## [ABOUT THIS TASK]
Find and copy each line of the records where the string "held" shows up.

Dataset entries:
------------

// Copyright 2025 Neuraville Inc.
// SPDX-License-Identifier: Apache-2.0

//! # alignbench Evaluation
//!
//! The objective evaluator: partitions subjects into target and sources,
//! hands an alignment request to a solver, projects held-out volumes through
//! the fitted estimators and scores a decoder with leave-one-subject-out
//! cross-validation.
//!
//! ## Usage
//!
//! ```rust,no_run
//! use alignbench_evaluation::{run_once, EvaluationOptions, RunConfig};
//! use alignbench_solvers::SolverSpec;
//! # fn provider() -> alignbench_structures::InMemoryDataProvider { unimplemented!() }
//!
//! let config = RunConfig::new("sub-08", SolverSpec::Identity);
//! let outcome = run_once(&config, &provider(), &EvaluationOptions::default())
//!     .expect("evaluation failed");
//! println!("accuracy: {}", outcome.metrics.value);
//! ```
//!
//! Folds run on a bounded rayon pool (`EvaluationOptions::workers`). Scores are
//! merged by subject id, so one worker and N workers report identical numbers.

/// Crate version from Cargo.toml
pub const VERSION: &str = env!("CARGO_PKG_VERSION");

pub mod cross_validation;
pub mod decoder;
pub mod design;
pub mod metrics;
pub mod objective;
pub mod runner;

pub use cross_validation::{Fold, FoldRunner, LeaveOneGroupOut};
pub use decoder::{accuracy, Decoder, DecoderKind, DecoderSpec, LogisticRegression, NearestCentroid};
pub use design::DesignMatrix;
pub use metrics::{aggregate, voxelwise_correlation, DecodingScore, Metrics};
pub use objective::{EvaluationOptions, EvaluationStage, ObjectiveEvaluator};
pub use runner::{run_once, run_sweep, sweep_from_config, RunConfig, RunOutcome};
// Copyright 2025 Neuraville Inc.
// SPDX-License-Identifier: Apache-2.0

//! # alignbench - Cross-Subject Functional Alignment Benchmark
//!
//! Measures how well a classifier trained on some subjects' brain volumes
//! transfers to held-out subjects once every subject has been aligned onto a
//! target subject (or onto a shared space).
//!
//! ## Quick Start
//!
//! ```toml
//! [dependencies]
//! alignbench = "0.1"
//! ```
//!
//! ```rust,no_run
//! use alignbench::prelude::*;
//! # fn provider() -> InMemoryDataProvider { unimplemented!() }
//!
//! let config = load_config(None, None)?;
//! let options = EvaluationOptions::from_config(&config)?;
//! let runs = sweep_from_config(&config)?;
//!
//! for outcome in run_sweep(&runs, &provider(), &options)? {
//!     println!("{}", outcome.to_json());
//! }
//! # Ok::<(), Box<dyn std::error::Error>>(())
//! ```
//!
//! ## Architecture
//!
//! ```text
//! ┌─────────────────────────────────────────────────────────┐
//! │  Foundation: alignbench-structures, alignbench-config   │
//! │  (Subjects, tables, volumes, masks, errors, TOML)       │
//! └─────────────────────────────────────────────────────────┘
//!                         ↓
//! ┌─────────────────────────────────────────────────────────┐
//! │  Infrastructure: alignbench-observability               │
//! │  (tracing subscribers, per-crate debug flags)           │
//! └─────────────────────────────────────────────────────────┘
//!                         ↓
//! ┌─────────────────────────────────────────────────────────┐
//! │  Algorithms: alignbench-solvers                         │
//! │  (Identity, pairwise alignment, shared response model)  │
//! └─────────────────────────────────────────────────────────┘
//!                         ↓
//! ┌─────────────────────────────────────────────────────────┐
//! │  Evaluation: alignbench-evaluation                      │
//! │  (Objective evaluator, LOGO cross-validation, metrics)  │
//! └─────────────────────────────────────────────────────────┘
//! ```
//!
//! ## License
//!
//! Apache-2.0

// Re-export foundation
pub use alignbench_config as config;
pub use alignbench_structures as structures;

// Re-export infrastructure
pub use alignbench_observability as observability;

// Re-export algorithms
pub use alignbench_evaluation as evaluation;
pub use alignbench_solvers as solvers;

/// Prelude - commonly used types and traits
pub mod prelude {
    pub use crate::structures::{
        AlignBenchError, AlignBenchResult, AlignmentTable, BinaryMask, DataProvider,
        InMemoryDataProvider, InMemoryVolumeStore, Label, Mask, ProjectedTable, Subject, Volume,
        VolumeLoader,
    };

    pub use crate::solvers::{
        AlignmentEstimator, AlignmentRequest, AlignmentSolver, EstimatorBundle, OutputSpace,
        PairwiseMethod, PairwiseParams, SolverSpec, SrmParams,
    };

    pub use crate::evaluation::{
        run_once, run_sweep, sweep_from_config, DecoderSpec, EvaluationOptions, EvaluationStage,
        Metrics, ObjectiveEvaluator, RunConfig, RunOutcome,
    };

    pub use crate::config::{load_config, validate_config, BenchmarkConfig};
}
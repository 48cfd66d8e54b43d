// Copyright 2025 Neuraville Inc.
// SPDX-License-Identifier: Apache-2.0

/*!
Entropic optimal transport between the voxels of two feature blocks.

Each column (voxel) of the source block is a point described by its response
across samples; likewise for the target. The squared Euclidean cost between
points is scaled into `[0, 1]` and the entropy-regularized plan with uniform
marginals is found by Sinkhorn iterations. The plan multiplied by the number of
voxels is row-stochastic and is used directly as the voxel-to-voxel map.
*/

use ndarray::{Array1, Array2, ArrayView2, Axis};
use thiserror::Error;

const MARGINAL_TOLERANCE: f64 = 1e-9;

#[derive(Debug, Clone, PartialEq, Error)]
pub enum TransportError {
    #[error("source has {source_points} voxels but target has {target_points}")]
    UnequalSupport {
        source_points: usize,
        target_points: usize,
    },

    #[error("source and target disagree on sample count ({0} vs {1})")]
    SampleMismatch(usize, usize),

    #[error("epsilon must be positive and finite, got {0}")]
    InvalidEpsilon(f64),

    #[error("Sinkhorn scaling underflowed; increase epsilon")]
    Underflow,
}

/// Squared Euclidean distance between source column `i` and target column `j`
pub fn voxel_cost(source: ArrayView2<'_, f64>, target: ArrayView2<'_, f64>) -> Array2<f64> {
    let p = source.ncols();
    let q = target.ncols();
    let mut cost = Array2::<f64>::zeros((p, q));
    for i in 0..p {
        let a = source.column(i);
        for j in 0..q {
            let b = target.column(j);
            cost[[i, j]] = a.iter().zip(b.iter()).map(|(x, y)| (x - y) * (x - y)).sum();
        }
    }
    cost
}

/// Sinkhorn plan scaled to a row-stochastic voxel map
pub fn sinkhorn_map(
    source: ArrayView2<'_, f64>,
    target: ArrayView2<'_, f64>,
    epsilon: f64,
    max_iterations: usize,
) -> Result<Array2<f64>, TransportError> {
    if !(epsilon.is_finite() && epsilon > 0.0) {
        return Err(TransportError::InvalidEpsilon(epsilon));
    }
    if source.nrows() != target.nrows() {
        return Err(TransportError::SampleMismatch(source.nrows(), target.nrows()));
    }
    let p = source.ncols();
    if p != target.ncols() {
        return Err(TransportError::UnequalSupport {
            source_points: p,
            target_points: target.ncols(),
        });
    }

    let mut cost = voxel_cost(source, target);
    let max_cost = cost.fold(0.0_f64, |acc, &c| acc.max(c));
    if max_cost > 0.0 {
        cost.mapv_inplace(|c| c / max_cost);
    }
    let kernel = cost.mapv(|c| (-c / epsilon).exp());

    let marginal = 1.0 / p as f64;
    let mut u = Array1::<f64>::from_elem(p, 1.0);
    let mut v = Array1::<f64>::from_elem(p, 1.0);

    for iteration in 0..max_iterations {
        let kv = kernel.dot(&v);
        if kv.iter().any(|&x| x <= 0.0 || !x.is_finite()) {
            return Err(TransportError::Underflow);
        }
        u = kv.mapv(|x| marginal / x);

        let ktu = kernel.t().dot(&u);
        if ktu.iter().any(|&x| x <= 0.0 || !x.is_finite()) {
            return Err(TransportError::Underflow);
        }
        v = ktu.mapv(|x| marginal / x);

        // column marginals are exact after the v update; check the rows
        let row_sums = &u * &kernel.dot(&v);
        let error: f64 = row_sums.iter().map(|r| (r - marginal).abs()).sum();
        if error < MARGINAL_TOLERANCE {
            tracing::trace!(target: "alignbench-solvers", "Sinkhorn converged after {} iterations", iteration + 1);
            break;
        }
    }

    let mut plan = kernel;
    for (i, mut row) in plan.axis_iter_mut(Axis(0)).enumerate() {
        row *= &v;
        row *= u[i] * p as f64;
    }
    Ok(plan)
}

------------

## [EXPECTED ANSWER]
//! hands an alignment request to a solver, projects held-out volumes through
//! transfers to held-out subjects once every subject has been aligned onto a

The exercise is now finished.